[Data records]

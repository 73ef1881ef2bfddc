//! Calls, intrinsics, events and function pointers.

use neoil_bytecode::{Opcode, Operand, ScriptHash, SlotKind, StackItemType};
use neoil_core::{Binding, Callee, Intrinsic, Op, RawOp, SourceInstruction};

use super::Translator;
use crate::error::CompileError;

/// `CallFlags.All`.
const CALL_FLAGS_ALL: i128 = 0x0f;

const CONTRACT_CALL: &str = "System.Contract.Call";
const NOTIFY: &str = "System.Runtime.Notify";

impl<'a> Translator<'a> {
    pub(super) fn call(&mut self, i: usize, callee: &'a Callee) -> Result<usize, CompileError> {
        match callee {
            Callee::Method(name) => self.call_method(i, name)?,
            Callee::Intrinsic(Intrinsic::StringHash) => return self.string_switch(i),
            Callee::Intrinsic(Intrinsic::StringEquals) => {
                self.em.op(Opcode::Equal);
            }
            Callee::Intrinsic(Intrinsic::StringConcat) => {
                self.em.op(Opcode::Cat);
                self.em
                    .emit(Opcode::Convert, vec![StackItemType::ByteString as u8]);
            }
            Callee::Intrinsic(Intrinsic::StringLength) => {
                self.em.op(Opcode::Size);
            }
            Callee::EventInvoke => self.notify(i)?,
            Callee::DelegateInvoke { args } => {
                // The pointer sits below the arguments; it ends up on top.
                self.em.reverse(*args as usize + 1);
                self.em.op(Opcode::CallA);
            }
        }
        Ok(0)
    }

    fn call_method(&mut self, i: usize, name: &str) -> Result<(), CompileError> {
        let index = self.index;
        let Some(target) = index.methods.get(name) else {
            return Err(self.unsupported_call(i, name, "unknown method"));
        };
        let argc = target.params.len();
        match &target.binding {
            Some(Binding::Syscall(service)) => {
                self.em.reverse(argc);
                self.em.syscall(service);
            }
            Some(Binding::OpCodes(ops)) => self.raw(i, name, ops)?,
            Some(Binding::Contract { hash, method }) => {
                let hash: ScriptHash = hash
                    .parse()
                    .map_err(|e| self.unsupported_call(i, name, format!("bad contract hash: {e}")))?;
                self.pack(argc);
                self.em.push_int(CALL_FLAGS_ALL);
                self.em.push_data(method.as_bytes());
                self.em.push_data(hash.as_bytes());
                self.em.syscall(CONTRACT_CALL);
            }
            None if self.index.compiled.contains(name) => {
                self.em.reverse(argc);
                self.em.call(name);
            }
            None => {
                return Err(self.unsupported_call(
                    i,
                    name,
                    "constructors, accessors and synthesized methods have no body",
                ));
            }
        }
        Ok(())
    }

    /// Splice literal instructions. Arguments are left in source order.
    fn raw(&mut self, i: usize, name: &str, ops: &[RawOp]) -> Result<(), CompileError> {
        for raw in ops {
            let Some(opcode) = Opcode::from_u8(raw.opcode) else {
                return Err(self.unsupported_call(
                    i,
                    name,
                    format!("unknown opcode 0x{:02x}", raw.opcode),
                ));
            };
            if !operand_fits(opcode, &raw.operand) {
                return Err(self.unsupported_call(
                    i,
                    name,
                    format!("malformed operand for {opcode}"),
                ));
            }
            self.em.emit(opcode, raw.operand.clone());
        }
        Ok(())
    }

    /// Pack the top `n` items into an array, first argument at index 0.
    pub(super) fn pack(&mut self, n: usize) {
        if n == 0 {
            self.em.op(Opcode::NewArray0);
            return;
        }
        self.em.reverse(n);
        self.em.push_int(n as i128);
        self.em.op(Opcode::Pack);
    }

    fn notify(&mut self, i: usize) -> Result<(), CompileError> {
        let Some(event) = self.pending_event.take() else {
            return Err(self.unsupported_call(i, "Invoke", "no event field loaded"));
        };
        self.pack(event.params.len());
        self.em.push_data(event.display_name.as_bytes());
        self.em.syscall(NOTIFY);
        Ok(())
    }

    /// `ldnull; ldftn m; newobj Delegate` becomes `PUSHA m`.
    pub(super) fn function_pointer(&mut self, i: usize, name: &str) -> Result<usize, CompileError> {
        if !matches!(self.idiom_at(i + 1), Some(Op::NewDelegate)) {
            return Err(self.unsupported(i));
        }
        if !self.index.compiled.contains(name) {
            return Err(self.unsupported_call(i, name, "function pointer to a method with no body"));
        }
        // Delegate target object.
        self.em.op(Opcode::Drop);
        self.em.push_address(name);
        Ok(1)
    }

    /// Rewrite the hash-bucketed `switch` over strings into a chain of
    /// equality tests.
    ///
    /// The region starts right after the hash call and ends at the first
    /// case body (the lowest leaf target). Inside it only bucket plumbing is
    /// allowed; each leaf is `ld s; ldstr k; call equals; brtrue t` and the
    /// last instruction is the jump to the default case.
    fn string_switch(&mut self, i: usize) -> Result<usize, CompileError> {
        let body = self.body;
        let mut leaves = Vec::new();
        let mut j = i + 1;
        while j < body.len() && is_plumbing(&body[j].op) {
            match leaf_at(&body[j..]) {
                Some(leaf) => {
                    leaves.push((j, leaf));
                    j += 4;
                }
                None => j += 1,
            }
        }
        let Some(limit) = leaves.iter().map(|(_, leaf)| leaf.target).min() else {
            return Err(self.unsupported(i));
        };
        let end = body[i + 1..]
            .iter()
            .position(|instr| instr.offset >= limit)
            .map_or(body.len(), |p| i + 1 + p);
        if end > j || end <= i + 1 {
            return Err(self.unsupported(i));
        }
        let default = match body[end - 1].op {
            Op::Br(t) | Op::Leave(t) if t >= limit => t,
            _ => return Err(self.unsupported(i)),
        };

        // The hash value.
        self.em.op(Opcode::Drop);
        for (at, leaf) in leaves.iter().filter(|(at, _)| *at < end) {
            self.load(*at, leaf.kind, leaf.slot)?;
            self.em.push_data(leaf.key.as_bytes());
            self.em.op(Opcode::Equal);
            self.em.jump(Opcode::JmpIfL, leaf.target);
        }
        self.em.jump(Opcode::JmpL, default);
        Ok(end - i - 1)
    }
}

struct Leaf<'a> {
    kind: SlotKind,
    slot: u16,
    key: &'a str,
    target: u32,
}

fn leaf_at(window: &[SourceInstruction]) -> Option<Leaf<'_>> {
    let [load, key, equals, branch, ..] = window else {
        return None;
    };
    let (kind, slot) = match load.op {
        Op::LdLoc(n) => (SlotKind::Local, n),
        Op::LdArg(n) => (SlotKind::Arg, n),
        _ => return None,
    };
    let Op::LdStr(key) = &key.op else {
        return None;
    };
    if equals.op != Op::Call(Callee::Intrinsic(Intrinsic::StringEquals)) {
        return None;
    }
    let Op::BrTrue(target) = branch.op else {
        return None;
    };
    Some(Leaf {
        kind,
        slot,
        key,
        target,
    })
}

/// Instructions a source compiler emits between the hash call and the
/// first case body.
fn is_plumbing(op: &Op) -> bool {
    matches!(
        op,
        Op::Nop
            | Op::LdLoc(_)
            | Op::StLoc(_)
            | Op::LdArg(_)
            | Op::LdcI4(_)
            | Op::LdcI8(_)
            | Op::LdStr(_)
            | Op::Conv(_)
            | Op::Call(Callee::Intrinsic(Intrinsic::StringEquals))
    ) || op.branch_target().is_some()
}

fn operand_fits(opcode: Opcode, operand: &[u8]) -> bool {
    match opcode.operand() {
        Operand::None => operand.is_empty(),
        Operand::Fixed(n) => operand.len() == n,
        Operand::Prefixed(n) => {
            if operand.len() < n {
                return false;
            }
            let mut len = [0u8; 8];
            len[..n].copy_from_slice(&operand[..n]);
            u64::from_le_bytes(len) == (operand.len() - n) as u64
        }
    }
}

**Work request**
Respond with the number of lines in the entries that include the string "case", and nothing besides.

**Solution to the problem**
3